Provides structural support in plant cell walls.
• Lipids: made of C, H and O atoms, but have fewer
oxygen atoms and are mainly hydrophobic
– Provides longer-term energy for animals
– Triglycerides: made of one glycerol and 3 fatty acids joined
by an ester linkage
• Saturated fatty acids: no double or triple bonds
• Unsaturated fatty acids: one double or triple bond
• Polyunsaturated fatty acids: more than one double or triple bond.

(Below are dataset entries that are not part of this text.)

// [libs/core/miner-proto/src/errors.rs]
/*!
 * =================================================================
 * APARATO: MINER PROTOCOL ERROR CATALOG (V1.0)
 * CLASIFICACIÓN: CORE LAYER (ESTRATO L1)
 * RESPONSABILIDAD: TAXONOMÍA DE FALLOS DEL ENLACE CGMINER
 * =================================================================
 */

use thiserror::Error;

/// Taxonomía de fallos del cliente CGMiner, alineada 1:1 con spec §4.1/§7.
#[derive(Error, Debug, Clone, PartialEq, Eq)]
pub enum MinerProtoError {
    #[error("[MINER_PROTO_TIMEOUT]: connection to {host}:{port} timed out after {timeout_secs}s")]
    Timeout {
        host: String,
        port: u16,
        timeout_secs: u64,
    },

    #[error("[MINER_PROTO_CONNECTION]: {0}")]
    Connection(String),

    #[error("[MINER_PROTO_DNS]: DNS resolution failed for {0}")]
    Dns(String),

    #[error("[MINER_PROTO_PARSE]: {reason} (preview: {preview})")]
    Parse { reason: String, preview: String },

    #[error("[MINER_PROTO_VALIDATION]: {0}")]
    Validation(String),

    #[error("[MINER_PROTO_UNKNOWN]: {0}")]
    Unknown(String),
}

impl MinerProtoError {
    /// Etiqueta de error canónica del §4.1: {timeout, connection, dns, parse, unknown}.
    pub fn error_type(&self) -> &'static str {
        match self {
            MinerProtoError::Timeout { .. } => "timeout",
            MinerProtoError::Connection(_) => "connection",
            MinerProtoError::Dns(_) => "dns",
            MinerProtoError::Parse { .. } => "parse",
            MinerProtoError::Validation(_) => "validation",
            MinerProtoError::Unknown(_) => "unknown",
        }
    }

    /// §4.1: retried on timeout/connection only, never on validation/parse.
    pub fn is_retryable(&self) -> bool {
        matches!(self, MinerProtoError::Timeout { .. } | MinerProtoError::Connection(_))
    }
}
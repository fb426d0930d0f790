// [apps/control-plane/src/handlers/mod.rs]
pub mod commands;
pub mod devices;
pub mod miners;
pub mod scan;
pub mod secrets;
pub mod telemetry;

– Phospholipids: a lipid made of a glycerol bonded to two fatty
acids and an “R” group
• “Head” is hydrophilic, “tail” is hydrophobic
– Steroids: lipids that have four carbon based rings attached to
each other
• Cholesterol
• Estrogen
• Testosterone
– Waxes: long carbon-based chains that are solid at room
temperature.
Macromolecules Continued…
Proteins
• contain the elements carbon, hydrogen,
oxygen, and nitrogen
• composed of MANY amino acid subunits
• It is the sequence of the amino acid that
forms the primary structure of proteins.
• The basic amino acid form has a carboxyl
group on one end, a methyl group that
only has one hydrogen in the middle, and a
amino group on the other end.
• Attached to the methyl group is a R group.
• Uses for Proteins:
– As enzymes that catalyze chemical reactions
in the body
– Structural support in bones, tendons, skin,
hair, nails
– Transporting chemicals in the body
– Locomotion for animals: muscle contraction
– Hormones
– antibodies
• There are 20
common amino
acids with 8 of
them being
essential
amino acids
that cannot be
made in the
body and must
be consumed.
Protein Structure
• Primary Structure: the sequence of
amino acids connected together
through peptide bonds
• Secondary Structure: coil-like alpha
helix shapes and folded beta sheets
due to hydrogen bonds
• Tertiary Structure: 3D shapes of
proteins
• Quaternary Structure: multiple
polypeptide chains arranged together
Macromolecules continued…
Nucleic Acids
• Two types: DNA (deoxyribonucleic
acid) and RNA (ribonucleic acid)
• Contain genetic information
• Made up repeating nucleotide
monomers.
• Each monomer contains:
– A phosphate group
– A sugar with five carbons (deoxyribose or
ribose)
– A nitrogenous base (Adenine, thymine,
guanine, cytosine in DNA and in RNA the
same but thymine is replaced by uracil)
• A polymer of nucleotides is a strand that joins
adjacent nucleotides with a phosphodiester bond
(between the phosphate and the hydroxyl groups)
• DNA is two strands twisted in a double helix
• The two strands are held together by hydrogen bonds
• Thymine always bonds with adenine (with 2 H-bonds)
and cytosine always bonds with guanine (with 3 Hbonds). These are called complementary base pairs.